Arena of Verona
Table of contents Il Trovatore by Giuseppe Verdi

ACT ONE

Scene one
In Biscay in the royal palace the courtiers are awaiting the return of their lord - the Conte di Luna. The Count is in love with Leonora, a young lady-in-waiting to the Queen, and as he is afraid she will yield to the advances of his hated rival, a troubadour - il Trovatore, he spends the best part of the night keeping watch on her residence. Ferrando, the captain of the guard, tells the grim tale of an old gypsy woman who was condemned to death for witchcraft and burnt at the stake, and of her daughter Azucena who had avenged her mother's death by abducting one of the two sons of the old Conte di Luna and flinging him on to the same bonfire. It is a blood-curdling story and the bystanders call down curses on the evil witch.

Scene two
In the garden of the castle Leonora tells her friend Inez of her love for Manrico, the troubadour, victor of many tournaments and the singer of enchanting songs in the night, to whom she has decided to bind her life and fate. The Conte di Luna sees a light in the window of the beautiful girl and decides to visit her but a passionate song prevents him - it is the troubadour singing to Leonora. Consumed by jealousy the Count tries to draw his beloved into a trap, wrap himself in his cloak and waits. When Leonora comes down she mistakes him for Manrico and throws herself into his arms. Il Trovatore observes the embrace and is dumbfounded. Angrily he accuses the girl of deceiving him. The misunderstanding is soon cleared up. Leonora realises her mistake, explains what happened to Manrico and tell him once again that he is the one she loves. The Conte di Luna is furious and when he recognises the troubadour as a follower of the rebel Urgel, he challenges him to a duel. The two of them draw their swords and retire, while Leonora falls senseless to the ground. The Count is wounded in the duel but his rival spares his life.

ACT TWO

Scene one
In a gypsy camp in the mountains of Biscay Manrico is with Azucena whom he believes to be his mother. She recalls the cruel events of the past when her mother was unjustly condemned and the old Count's son kidnapped. She also tells of her crime and reveals that in the confusion and terror she threw her own child into the flames instead of the Count's. This revelation makes Manrico wonder who he himself really is. Why did some mysterious force stay his hand in the duel with the Conte di Luna? Azucena tries to distract his attention from such thoughts and urges him to seek revenge. A messenger brings Manrico that Leonora thinks he is dead, and is about to take the veil in order to avoid the attentions of the Count. In spite of Azucena's efforts to dissuade him, the troubadour decides to leave and seek out Leonora.

Scene two
The Conte di Luna also learns of Leonora decision and, convinced that his rival has died, goes to the convent with some followers to abduct the girl.
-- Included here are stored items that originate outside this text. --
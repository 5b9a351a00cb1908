//! The built-in initial-value problems.
//!
//! Every exact solution is parameterized by the run's initial condition, so
//! moving `t0` or `y0` moves the exact curve along with the numerical ones.

use serde::Serialize;
use twostep_core::InitialCondition;

/// Selector id for a user-defined problem.
pub const CUSTOM_ID: &str = "custom";

/// Defaults applied when a user-defined problem is selected.
pub const CUSTOM_DEFAULTS: Defaults = Defaults {
    t0: 0.0,
    tf: 2.0,
    y0: 1.0,
    h: 0.2,
};

/// Default run parameters of a problem.
#[derive(Debug, Clone, Copy, PartialEq, Serialize)]
pub struct Defaults {
    pub t0: f64,
    pub tf: f64,
    pub y0: f64,
    pub h: f64,
}

/// A named initial-value problem `y' = f(t, y)`, `y(t0) = y0`.
#[derive(Debug, Clone, Copy)]
pub struct Problem {
    pub id: &'static str,
    pub name: &'static str,
    pub rhs: fn(f64, f64) -> f64,
    pub exact: Option<fn(f64, InitialCondition) -> f64>,
    pub defaults: Defaults,
    pub description: &'static str,
}

/// Returns every built-in problem in display order.
#[must_use]
pub fn all() -> &'static [Problem] {
    &PROBLEMS
}

/// Looks up a built-in problem by id.
#[must_use]
pub fn get(id: &str) -> Option<&'static Problem> {
    PROBLEMS.iter().find(|p| p.id == id)
}

/// Returns the defaults for a selector id, including [`CUSTOM_ID`].
#[must_use]
pub fn defaults(id: &str) -> Option<Defaults> {
    if id == CUSTOM_ID {
        Some(CUSTOM_DEFAULTS)
    } else {
        get(id).map(|p| p.defaults)
    }
}

const TAU_APPROX: f64 = 6.28318;

static PROBLEMS: [Problem; 9] = [
    Problem {
        id: "exp",
        name: "y' = y, y(0) = 1",
        rhs: |_t, y| y,
        exact: Some(|t: f64, ic: InitialCondition| ic.y0 * (t - ic.t0).exp()),
        defaults: Defaults {
            t0: 0.0,
            tf: 2.0,
            y0: 1.0,
            h: 0.2,
        },
        description: "Exponential growth. Exact: y(t) = y0 e^(t - t0).",
    },
    Problem {
        id: "decay",
        name: "y' = -2y, y(0) = 1",
        rhs: |_t, y| -2.0 * y,
        exact: Some(|t: f64, ic: InitialCondition| ic.y0 * (-2.0 * (t - ic.t0)).exp()),
        defaults: Defaults {
            t0: 0.0,
            tf: 2.0,
            y0: 1.0,
            h: 0.2,
        },
        description: "Exponential decay. Exact: y(t) = y0 e^(-2(t - t0)).",
    },
    Problem {
        id: "t_plus_y",
        name: "y' = t + y, y(0) = 1",
        rhs: |t, y| t + y,
        exact: Some(|t: f64, ic: InitialCondition| {
            let c = (ic.y0 + ic.t0 + 1.0) * (-ic.t0).exp();
            -t - 1.0 + c * t.exp()
        }),
        defaults: Defaults {
            t0: 0.0,
            tf: 2.0,
            y0: 1.0,
            h: 0.2,
        },
        description: "Linear, non-homogeneous. Exact: y(t) = -t - 1 + (y0 + t0 + 1) e^(t - t0).",
    },
    Problem {
        id: "sin_forced",
        name: "y' = -sin(t) + y, y(0) = 0",
        rhs: |t, y| -t.sin() + y,
        exact: Some(|t: f64, ic: InitialCondition| {
            let c = (ic.y0 - 0.5 * (ic.t0.sin() - ic.t0.cos())) * (-ic.t0).exp();
            0.5 * (t.sin() - t.cos()) + c * t.exp()
        }),
        defaults: Defaults {
            t0: 0.0,
            tf: TAU_APPROX,
            y0: 0.0,
            h: 0.1,
        },
        description: "Sinusoidal forcing. Exact: y(t) = (sin t - cos t) / 2 + C e^t.",
    },
    Problem {
        id: "logistic",
        name: "y' = y(1 - y), y(0) = 0.2",
        rhs: |_t, y| y * (1.0 - y),
        exact: Some(|t: f64, ic: InitialCondition| {
            let a = (1.0 - ic.y0) / ic.y0;
            1.0 / (1.0 + a * (-(t - ic.t0)).exp())
        }),
        defaults: Defaults {
            t0: 0.0,
            tf: 10.0,
            y0: 0.2,
            h: 0.2,
        },
        description: "Logistic growth. Exact: y(t) = 1 / (1 + A e^-(t - t0)) with A = (1 - y0) / y0.",
    },
    Problem {
        id: "poly2t",
        name: "y' = 2t, y(0) = 0",
        rhs: |t, _y| 2.0 * t,
        exact: Some(|t: f64, ic: InitialCondition| ic.y0 + (t - ic.t0) * (t + ic.t0)),
        defaults: Defaults {
            t0: 0.0,
            tf: 5.0,
            y0: 0.0,
            h: 0.2,
        },
        description: "Polynomial slope field. Exact: y(t) = y0 + t^2 - t0^2.",
    },
    Problem {
        id: "ysq",
        name: "y' = y^2, y(0) = 0.5",
        rhs: |_t, y| y * y,
        exact: Some(|t: f64, ic: InitialCondition| ic.y0 / (1.0 - ic.y0 * (t - ic.t0))),
        defaults: Defaults {
            t0: 0.0,
            tf: 1.5,
            y0: 0.5,
            h: 0.05,
        },
        description: "Nonlinear with possible blow-up. Exact: y(t) = y0 / (1 - y0 (t - t0)).",
    },
    Problem {
        id: "lin_3y_2t",
        name: "y' = 3y + 2t, y(0) = 1",
        rhs: |t, y| 3.0 * y + 2.0 * t,
        exact: Some(|t: f64, ic: InitialCondition| {
            let c = (ic.y0 + (2.0 / 3.0) * ic.t0 + 2.0 / 9.0) * (-3.0 * ic.t0).exp();
            c * (3.0 * t).exp() - (2.0 / 3.0) * t - 2.0 / 9.0
        }),
        defaults: Defaults {
            t0: 0.0,
            tf: 2.0,
            y0: 1.0,
            h: 0.1,
        },
        description: "Linear with a term in t. Exact: y(t) = C e^(3t) - 2t/3 - 2/9.",
    },
    Problem {
        id: "cos_minus_y",
        name: "y' = cos t - y, y(0) = 0",
        rhs: |t, y| t.cos() - y,
        exact: Some(|t: f64, ic: InitialCondition| {
            let c = (ic.y0 - 0.5 * (ic.t0.sin() + ic.t0.cos())) * ic.t0.exp();
            0.5 * (t.sin() + t.cos()) + c * (-t).exp()
        }),
        defaults: Defaults {
            t0: 0.0,
            tf: TAU_APPROX,
            y0: 0.0,
            h: 0.1,
        },
        description: "Stable linear with cosine forcing. Exact: y(t) = (sin t + cos t) / 2 + C e^-t.",
    },
];
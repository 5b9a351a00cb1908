//! Comparing numerical trajectories against closed-form solutions.
//!
//! - [`sample_exact`] evaluates an exact solution on a trajectory's time axis.
//! - [`analyze`] reduces numeric/exact pairs to an [`ErrorSummary`] (max and
//!   RMS absolute error), and [`abs_errors`] exposes the pointwise errors for
//!   error-over-time plots.
//! - [`round6`] and [`Metric`] implement the display rule used by every
//!   read-out. Rounding is presentation only; analysis runs at full precision.

mod display;
mod error;
mod exact;

pub use display::{Metric, NOISE_FLOOR, round6};
pub use error::{ErrorSummary, abs_errors, analyze};
pub use exact::sample_exact;
//! twostep CLI
//!
//! Compare explicit Euler and midpoint RK2 against exact solutions, from the
//! terminal or in a live window.

use std::{path::PathBuf, thread};

use anyhow::{Context, Result, bail};
use clap::{Args, Parser, Subcommand};
use tracing::{Level, info, warn};
use tracing_subscriber::FmtSubscriber;

use twostep_core::Observer;
use twostep_lab::{
    catalog::{self, CUSTOM_DEFAULTS, CUSTOM_ID},
    config::Settings,
    playback::{Action, Frame, Tick},
    render::{ChartRecorder, Charts},
    report::{Metrics, SampleTable},
    session::{RunOutcome, Session},
};

#[derive(Parser)]
#[command(name = "twostep")]
#[command(about = "Compare Euler and RK2 against exact solutions of y' = f(t, y)")]
#[command(long_about = None)]
struct Cli {
    #[command(subcommand)]
    command: Commands,

    /// Verbosity level
    #[arg(short, long, default_value = "info")]
    log_level: String,
}

#[derive(Subcommand)]
enum Commands {
    /// List the built-in problems
    List,

    /// Compute a comparison and print the metrics
    Run {
        #[command(flatten)]
        run: RunArgs,

        /// Print the rendered charts as JSON instead of tables
        #[arg(long)]
        json: bool,
    },

    /// Replay a comparison sample by sample in the terminal
    Animate {
        #[command(flatten)]
        run: RunArgs,
    },

    /// Open a live plot window
    #[cfg(feature = "plot")]
    Plot {
        #[command(flatten)]
        run: RunArgs,

        /// Start playback as soon as the window opens
        #[arg(long)]
        autoplay: bool,
    },
}

/// Run settings, layered over an optional settings file.
#[derive(Args)]
struct RunArgs {
    /// TOML settings file
    #[arg(short, long)]
    config: Option<PathBuf>,

    /// Problem id from `list`, or `custom`
    #[arg(short, long)]
    problem: Option<String>,

    /// Start of the interval
    #[arg(long, allow_hyphen_values = true)]
    t0: Option<f64>,

    /// End of the interval
    #[arg(long, allow_hyphen_values = true)]
    tf: Option<f64>,

    /// Initial value y(t0)
    #[arg(long, allow_hyphen_values = true)]
    y0: Option<f64>,

    /// Requested step size
    #[arg(long, allow_hyphen_values = true)]
    h: Option<f64>,

    /// Custom right-hand side f(t, y)
    #[arg(long, allow_hyphen_values = true)]
    rhs: Option<String>,

    /// Custom exact solution y(t) over t, y0, t0
    #[arg(long, allow_hyphen_values = true)]
    exact: Option<String>,

    /// Playback rate multiplier
    #[arg(short, long)]
    rate: Option<f64>,
}

impl RunArgs {
    /// Loads the settings file, if any, and applies command-line overrides.
    fn settings(&self) -> Result<Settings> {
        let mut settings = match &self.config {
            Some(path) => Settings::load(path)
                .with_context(|| format!("loading {}", path.display()))?,
            None => Settings::default(),
        };

        if let Some(problem) = &self.problem {
            settings.problem.clone_from(problem);
        }
        if self.rhs.is_some() && self.problem.is_none() && self.config.is_none() {
            settings.problem = CUSTOM_ID.to_owned();
        }
        settings.t0 = self.t0.or(settings.t0);
        settings.tf = self.tf.or(settings.tf);
        settings.y0 = self.y0.or(settings.y0);
        settings.h = self.h.or(settings.h);
        settings.rhs = self.rhs.clone().or(settings.rhs);
        settings.exact = self.exact.clone().or(settings.exact);
        settings.rate = self.rate.unwrap_or(settings.rate);

        settings.validate()?;
        Ok(settings)
    }
}

fn main() -> Result<()> {
    let cli = Cli::parse();

    let log_level = match cli.log_level.as_str() {
        "trace" => Level::TRACE,
        "debug" => Level::DEBUG,
        "warn" => Level::WARN,
        "error" => Level::ERROR,
        _ => Level::INFO,
    };

    let subscriber = FmtSubscriber::builder()
        .with_max_level(log_level)
        .with_target(false)
        .with_writer(std::io::stderr)
        .finish();
    tracing::subscriber::set_global_default(subscriber)?;

    match cli.command {
        Commands::List => list(),
        Commands::Run { run: args, json } => run(&args.settings()?, json)?,
        Commands::Animate { run: args } => animate(&args.settings()?)?,
        #[cfg(feature = "plot")]
        Commands::Plot { run: args, autoplay } => plot(&args.settings()?, autoplay)?,
    }

    Ok(())
}

fn list() {
    for problem in catalog::all() {
        let d = problem.defaults;
        println!("{:<12} {}", problem.id, problem.name);
        println!("{:<12} {}", "", problem.description);
        println!(
            "{:<12} defaults: t0 = {}, tf = {}, y0 = {}, h = {}",
            "", d.t0, d.tf, d.y0, d.h
        );
    }
    let d = CUSTOM_DEFAULTS;
    println!("{CUSTOM_ID:<12} user-defined f(t, y) via --rhs, optional exact y(t) via --exact");
    println!(
        "{:<12} defaults: t0 = {}, tf = {}, y0 = {}, h = {}",
        "", d.t0, d.tf, d.y0, d.h
    );
}

/// Runs the settings once and reports a dropped exact solution.
fn start(settings: &Settings, observer: &mut ChartRecorder) -> Result<Session> {
    let mut session = Session::new(settings.rate);
    let RunOutcome { exact_error } = session.run(settings, observer)?;
    if let Some(error) = exact_error {
        warn!("exact solution ignored: {error}");
    }
    Ok(session)
}

fn run(settings: &Settings, json: bool) -> Result<()> {
    let mut recorder = ChartRecorder::new(settings.visibility);
    let session = start(settings, &mut recorder)?;
    let Some(comparison) = session.playback().comparison() else {
        bail!("no comparison was loaded");
    };
    let frame = Frame::full(comparison);

    if json {
        let charts: Option<&Charts> = recorder.last();
        let output = serde_json::json!({
            "params": comparison.params,
            "cost": comparison.cost,
            "metrics": Metrics::from_frame(&frame),
            "charts": charts,
        });
        println!("{}", serde_json::to_string_pretty(&output)?);
    } else {
        print!("{}", Metrics::from_frame(&frame));
        println!();
        print!("{}", SampleTable::new(frame));
    }
    Ok(())
}

/// Prints the metrics of every rendered frame.
struct Printer;

impl Observer<Frame<'_>, Action> for Printer {
    fn observe(&mut self, event: &Frame<'_>) -> Option<Action> {
        println!("{}", Metrics::from_frame(event));
        None
    }
}

fn animate(settings: &Settings) -> Result<()> {
    let mut session = start(settings, &mut ChartRecorder::default())?;
    let playback = session.playback_mut();

    let Some(timer) = playback.play() else {
        bail!("nothing to animate");
    };
    info!(interval = ?timer.interval, "animating");

    let mut printer = Printer;
    while let Some(timer) = playback.timer() {
        thread::sleep(timer.interval);
        if playback.tick(timer.token, &mut printer) == Tick::Finished {
            info!("finished");
        }
    }
    Ok(())
}

#[cfg(feature = "plot")]
fn plot(settings: &Settings, autoplay: bool) -> Result<()> {
    use twostep_lab::render::{ShowConfig, show};

    let session = start(settings, &mut ChartRecorder::default())?;
    let mut config = ShowConfig::new()
        .title(format!("twostep: {}", settings.problem))
        .visibility(settings.visibility);
    if autoplay {
        config = config.autoplay();
    }

    let playback = session.into_playback();
    show(playback, config).map_err(|e| anyhow::anyhow!("plot window failed: {e}"))
}
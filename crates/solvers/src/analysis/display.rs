use std::fmt;

/// Magnitudes below this are floating-point noise and display as zero.
pub const NOISE_FLOOR: f64 = 1e-14;

/// Decimal scale for six displayed digits.
const SCALE: f64 = 1e6;

/// Rounds `x` to six decimal places for display.
///
/// Values with magnitude below [`NOISE_FLOOR`] become exactly zero, ties round
/// half away from zero, and a negative zero result is normalized to `0.0`.
/// Non-finite values pass through.
#[must_use]
pub fn round6(x: f64) -> f64 {
    if x.abs() < NOISE_FLOOR {
        return 0.0;
    }
    let rounded = (x * SCALE).round() / SCALE;
    if rounded == 0.0 { 0.0 } else { rounded }
}

/// A displayable number that may be unavailable.
///
/// Formats through [`round6`], or as `—` when there is no value.
#[derive(Debug, Clone, Copy, PartialEq)]
pub struct Metric(pub Option<f64>);

impl fmt::Display for Metric {
    fn fmt(&self, f: &mut fmt::Formatter<'_>) -> fmt::Result {
        match self.0 {
            Some(value) => write!(f, "{}", round6(value)),
            None => f.write_str("—"),
        }
    }
}

impl From<f64> for Metric {
    fn from(value: f64) -> Self {
        Self(Some(value))
    }
}

impl From<Option<f64>> for Metric {
    fn from(value: Option<f64>) -> Self {
        Self(value)
    }
}

#[cfg(test)]
mod tests {
    use super::*;

    #[test]
    fn noise_rounds_to_zero() {
        assert_eq!(round6(1e-15), 0.0);
        assert_eq!(round6(-3e-17), 0.0);
    }

    #[test]
    fn small_negative_rounds_to_positive_zero() {
        let rounded = round6(-0.000_000_1);
        assert_eq!(rounded, 0.0);
        assert!(rounded.is_sign_positive());
    }

    #[test]
    fn rounds_to_six_places() {
        assert_eq!(round6(6.191_736_422_4), 6.191_736);
        assert_eq!(round6(-2.718_281_828), -2.718_282);
        assert_eq!(round6(0.2), 0.2);
    }

    #[test]
    fn boundary_value_lands_on_a_neighbor() {
        let rounded = round6(0.123_456_5);
        assert!(rounded == 0.123_456 || rounded == 0.123_457, "{rounded}");
    }

    #[test]
    fn rounding_is_symmetric_about_zero() {
        for x in [0.123_456_789, 3.999_999_9, 42.0, 1e-5] {
            assert_eq!(round6(-x), -round6(x));
        }
    }

    #[test]
    fn non_finite_passes_through() {
        assert_eq!(round6(f64::INFINITY), f64::INFINITY);
        assert!(round6(f64::NAN).is_nan());
    }

    #[test]
    fn metric_formats_rounded_or_dash() {
        assert_eq!(Metric::from(0.123_456_789).to_string(), "0.123457");
        assert_eq!(Metric::from(1.0).to_string(), "1");
        assert_eq!(Metric::from(1e-16).to_string(), "0");
        assert_eq!(Metric(None).to_string(), "—");
    }
}
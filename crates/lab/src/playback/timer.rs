use std::time::Duration;

/// Interval between ticks at 1x.
pub const BASE_INTERVAL: Duration = Duration::from_millis(180);

/// Shortest interval between ticks, whatever the rate.
pub const MIN_INTERVAL: Duration = Duration::from_millis(30);

/// Rate multiplier a new controller starts with.
pub const DEFAULT_RATE: f64 = 0.25;

/// Identifies one start of the playback timer.
#[derive(Debug, Clone, Copy, PartialEq, Eq, Hash)]
pub struct TimerToken(pub(super) u64);

/// The controller's single live timer.
#[derive(Debug, Clone, Copy, PartialEq, Eq)]
pub struct Timer {
    /// Token to pass back to [`Playback::tick`](super::Playback::tick).
    pub token: TimerToken,

    /// How long the driver waits between ticks.
    pub interval: Duration,
}

/// Returns `rate` if it is positive and finite, otherwise `1.0`.
#[must_use]
pub fn sanitize_rate(rate: f64) -> f64 {
    if rate.is_finite() && rate > 0.0 {
        rate
    } else {
        1.0
    }
}

/// Returns the tick interval for a rate, `max(MIN_INTERVAL, BASE_INTERVAL / rate)`.
#[must_use]
pub fn interval(rate: f64) -> Duration {
    #[allow(clippy::cast_precision_loss)]
    let base = BASE_INTERVAL.as_nanos() as f64;
    let nanos = (base / sanitize_rate(rate)).round();

    #[allow(clippy::cast_precision_loss)]
    let limit = u64::MAX as f64;
    if nanos >= limit {
        return Duration::MAX;
    }

    #[allow(clippy::cast_possible_truncation, clippy::cast_sign_loss)]
    let scaled = Duration::from_nanos(nanos as u64);
    scaled.max(MIN_INTERVAL)
}
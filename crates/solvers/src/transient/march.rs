use twostep_core::{Observer, Trajectory};

use crate::Plan;

use super::{Action, Event, Solution, Status};

/// Marches a one-step method across `plan`.
///
/// `advance(t_k, y_k)` returns `y_{k+1}`; it is called once per step with the
/// planned time of the current sample. The loop never inspects the values, so
/// a non-finite `y` simply flows into every later sample.
pub(super) fn march<Obs, S>(
    plan: &Plan,
    y0: f64,
    mut observer: Obs,
    evaluations_per_step: usize,
    mut advance: S,
) -> Solution
where
    Obs: Observer<Event, Action>,
    S: FnMut(f64, f64) -> f64,
{
    let mut trajectory = Trajectory::with_capacity(plan.samples());
    let t0 = plan.start();
    trajectory.push(t0, y0);

    // Emit initial event.
    let event = Event {
        step: 0,
        t: t0,
        y: y0,
    };
    if let Some(Action::StopEarly) = observer.observe(&event) {
        return Solution {
            status: Status::StoppedByObserver,
            trajectory,
            steps: 0,
            evaluations: 0,
        };
    }

    let mut y = y0;

    for step in 1..=plan.steps() {
        y = advance(plan.time(step - 1), y);
        let t = plan.time(step);
        trajectory.push(t, y);

        let event = Event { step, t, y };
        if let Some(Action::StopEarly) = observer.observe(&event) {
            return Solution {
                status: Status::StoppedByObserver,
                trajectory,
                steps: step,
                evaluations: step * evaluations_per_step,
            };
        }
    }

    Solution {
        status: Status::Complete,
        trajectory,
        steps: plan.steps(),
        evaluations: plan.steps() * evaluations_per_step,
    }
}
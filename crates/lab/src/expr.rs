//! A sandboxed compiler for user-supplied arithmetic expressions.
//!
//! User text is never handed to a general-purpose evaluator. It is checked
//! against a character allow-list, parsed by a small recursive-descent parser
//! into an arithmetic AST, and evaluated over `f64`.
//!
//! # Syntax
//!
//! From lowest to highest precedence:
//!
//! | form | operators |
//! |---|---|
//! | conditional | `c ? a : b` |
//! | logical | `\|\|`, then `&&` |
//! | equality | `==`, `!=` |
//! | relational | `<`, `<=`, `>`, `>=` |
//! | additive | `+`, `-` |
//! | multiplicative | `*`, `/`, `%` |
//! | unary | `-`, `+`, `!` |
//! | power | `**` or `^` (right-associative) |
//!
//! Operands are numbers (`2`, `0.5`, `1e-3`), variables, the constants `pi`,
//! `PI`, `e`, `E`, `LN2`, `LN10`, `SQRT2`, calls such as `sin(t)` or
//! `max(a, b, c)`, and groups in `( )` or `[ ]`. Comparisons yield `1` or `0`;
//! a value is true when it is non-zero and not NaN.
//!
//! # Variables
//!
//! A right-hand side `f(t, y)` sees `t` and `y`; an exact solution sees `t`,
//! `y0`, and `t0`. See [`Scope`].

mod ast;
mod error;
mod lexer;
mod parser;

pub use error::ExprError;

use tracing::debug;
use twostep_core::{Exact, InitialCondition, Rhs};

use ast::Node;

/// Deepest nesting the compiler accepts.
///
/// Bounds both the parser's recursion and the height of the compiled tree, so
/// a long chain such as `y + y + ... + y` is rejected like deep parentheses.
pub const MAX_DEPTH: usize = 64;

/// The variables an expression may reference.
#[derive(Debug, Clone, Copy, PartialEq, Eq)]
pub enum Scope {
    /// A right-hand side `f(t, y)`.
    Rhs,

    /// An exact solution `y(t)` parameterized by `y0` and `t0`.
    Exact,
}

impl Scope {
    /// Returns the slot index of a variable name in this scope.
    fn slot(self, name: &str) -> Option<usize> {
        match (self, name) {
            (_, "t") => Some(0),
            (Scope::Rhs, "y") | (Scope::Exact, "y0") => Some(1),
            (Scope::Exact, "t0") => Some(2),
            _ => None,
        }
    }

    /// Slot values used to try out a freshly compiled expression.
    fn trial_slots(self) -> [f64; 3] {
        match self {
            Scope::Rhs => [0.1, 0.2, 0.0],
            Scope::Exact => [1.0, 1.0, 0.0],
        }
    }
}

/// A compiled expression, ready to evaluate.
#[derive(Debug, Clone, PartialEq)]
pub struct Expression {
    source: String,
    scope: Scope,
    root: Node,
}

/// Compiles `source` for the given scope.
///
/// # Errors
///
/// Returns an [`ExprError`] if the text is blank, contains a character
/// outside the allow-list, fails to parse, references an unknown variable or
/// function, calls a function with the wrong number of arguments, or nests
/// deeper than [`MAX_DEPTH`].
pub fn compile(source: &str, scope: Scope) -> Result<Expression, ExprError> {
    if source.trim().is_empty() {
        return Err(ExprError::Empty);
    }

    let tokens = lexer::tokenize(source)?;
    let root = parser::parse(&tokens, scope)?;
    let expression = Expression {
        source: source.to_owned(),
        scope,
        root,
    };

    // Evaluation is total, so the trial only records what the expression
    // yields; non-finite results are accepted.
    let trial = expression.eval(&scope.trial_slots());
    debug!(source, ?scope, trial, "compiled expression");

    Ok(expression)
}

impl Expression {
    /// Returns the source text the expression was compiled from.
    #[must_use]
    pub fn source(&self) -> &str {
        &self.source
    }

    /// Returns the scope the expression was compiled for.
    #[must_use]
    pub fn scope(&self) -> Scope {
        self.scope
    }

    /// Evaluates the expression with the given variable slots.
    fn eval(&self, slots: &[f64; 3]) -> f64 {
        self.root.eval(slots)
    }
}

/// A user-defined right-hand side `f(t, y)`.
#[derive(Debug, Clone, PartialEq)]
pub struct CompiledRhs(Expression);

impl CompiledRhs {
    /// Compiles a right-hand side over `t` and `y`.
    ///
    /// # Errors
    ///
    /// Returns an [`ExprError`] if compilation fails, including for blank text.
    pub fn compile(source: &str) -> Result<Self, ExprError> {
        compile(source, Scope::Rhs).map(Self)
    }

    /// Returns the underlying expression.
    #[must_use]
    pub fn expression(&self) -> &Expression {
        &self.0
    }
}

impl Rhs for CompiledRhs {
    fn slope(&self, t: f64, y: f64) -> f64 {
        self.0.eval(&[t, y, 0.0])
    }
}

/// A user-defined exact solution `y(t)` over `t`, `y0`, and `t0`.
#[derive(Debug, Clone, PartialEq)]
pub struct CompiledExact(Expression);

impl CompiledExact {
    /// Compiles an exact solution, treating blank text as "no exact solution".
    ///
    /// # Errors
    ///
    /// Returns an [`ExprError`] if non-blank text fails to compile.
    pub fn compile(source: &str) -> Result<Option<Self>, ExprError> {
        if source.trim().is_empty() {
            return Ok(None);
        }
        compile(source, Scope::Exact).map(|e| Some(Self(e)))
    }

    /// Returns the underlying expression.
    #[must_use]
    pub fn expression(&self) -> &Expression {
        &self.0
    }
}

impl Exact for CompiledExact {
    fn value(&self, t: f64, initial: InitialCondition) -> f64 {
        self.0.eval(&[t, initial.y0, initial.t0])
    }
}

#[cfg(test)]
mod tests {
    use super::*;

    use approx::assert_relative_eq;

    fn rhs(source: &str) -> CompiledRhs {
        CompiledRhs::compile(source).expect("should compile")
    }

    #[test]
    fn evaluates_rhs_over_t_and_y() {
        let f = rhs("t + y");
        assert_relative_eq!(f.slope(1.0, 2.0), 3.0);

        let f = rhs("-sin(t) + y");
        assert_relative_eq!(f.slope(0.5, 1.0), 1.0 - 0.5_f64.sin());
    }

    #[test]
    fn caret_is_power() {
        let f = rhs("y^2");
        assert_relative_eq!(f.slope(0.0, 3.0), 9.0);
        assert_eq!(rhs("y^2").expression().root, rhs("y**2").expression().root);
    }

    #[test]
    fn exact_sees_initial_condition() {
        let exact = CompiledExact::compile("y0 * exp(t - t0)")
            .expect("should compile")
            .expect("not blank");
        let ic = InitialCondition::new(1.0, 2.0);
        assert_relative_eq!(exact.value(1.0, ic), 2.0);
        assert_relative_eq!(exact.value(3.0, ic), 2.0 * 2.0_f64.exp());
    }

    #[test]
    fn blank_exact_is_absent() {
        assert_eq!(CompiledExact::compile("   \n"), Ok(None));
    }

    #[test]
    fn blank_rhs_is_rejected() {
        assert_eq!(CompiledRhs::compile(""), Err(ExprError::Empty));
        assert_eq!(CompiledRhs::compile(" \t"), Err(ExprError::Empty));
    }

    #[test]
    fn disallowed_characters_are_rejected() {
        assert_eq!(
            CompiledRhs::compile("; DROP"),
            Err(ExprError::DisallowedCharacter { ch: ';', pos: 0 })
        );
        assert!(matches!(
            CompiledRhs::compile("y + \"x\""),
            Err(ExprError::DisallowedCharacter { ch: '"', .. })
        ));
        assert!(matches!(
            CompiledRhs::compile("{ y }"),
            Err(ExprError::DisallowedCharacter { ch: '{', .. })
        ));
    }

    #[test]
    fn variables_are_scoped() {
        assert!(matches!(
            CompiledRhs::compile("y0 * t"),
            Err(ExprError::UnknownVariable { .. })
        ));
        assert!(matches!(
            CompiledExact::compile("y * t"),
            Err(ExprError::UnknownVariable { .. })
        ));
    }

    #[test]
    fn non_finite_trial_value_is_tolerated() {
        // The exact-solution trial uses t0 = 0.
        let exact = CompiledExact::compile("1 / t0").expect("should compile");
        assert!(exact.is_some());

        let f = rhs("log(y - y)");
        assert_eq!(f.slope(0.0, 1.0), f64::NEG_INFINITY);
    }

    #[test]
    fn long_sums_are_rejected_not_evaluated() {
        for terms in [1_000, 5_000, 200_000] {
            let source = format!("y{}", "+y".repeat(terms));
            assert_eq!(
                CompiledRhs::compile(&source),
                Err(ExprError::TooDeep(MAX_DEPTH))
            );
        }
        let exact = format!("t0{}", "*y0".repeat(5_000));
        assert_eq!(
            CompiledExact::compile(&exact),
            Err(ExprError::TooDeep(MAX_DEPTH))
        );
    }

    #[test]
    fn source_and_scope_are_kept() {
        let f = rhs("2*t");
        assert_eq!(f.expression().source(), "2*t");
        assert_eq!(f.expression().scope(), Scope::Rhs);
    }
}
But Manrico arrives unexpectedly, followed shortly afterwards by some of Urgel's rebels. In the fierce fight that ensues the Count and his men are disarmed and the troubadour is able to escape with his beloved.

ACT THREE

Scene one
The royal troops under the command of the Conte di Luna, encamped beneath the stronghold of Castellor which has been captured by Urgel's guards are waiting to launch an attack. Ferrando gives the news that a gypsy woman has been taken prisoner. It is Azucena. She declares she has come from Biscay in search of the son who has abandoned her but Ferrando recognises her as the kidnapper of the child and the author of the brutal crime. He therefore gives orders for her to be tortured.

Scene two
At Castellor Leonora and Manrico are about to be married when Ruiz brings a message - Azucena is going to be burnt at the stake. Manrico tells Leonora that the gypsy is his mother and rushes off to rescue her.

ACT FOUR

Scene one
Manrico is captured and condemned to death. To save his life Leonora agrees to marry the Count. The offer is accepted. Leonora herself wants to take the news to the prisoner and permission is granted, but she secretly takes some poison concealed in her ring.

Scene two
In prison Manrico seeks to comfort his mother and is tormented by the thought that she will be burnt to death. Unexpectedly Leonora enters and throws herself into the troubadour's arms, telling him that he has been pardoned and urging him to flee. At first he is overjoyed but then, when he realises the high price of the pardon he becomes angry with Leonora and dissains to accept clemency. But now the poison takes effect. Leonora dies and Manrico is overcome with grief and remorse. The Conte di Luna orders Manrico to the block and forces Azucena to witness his agony. When he has been executed, the gypsy, almost beside herself, cries out to the horrified Count: "He was your brother".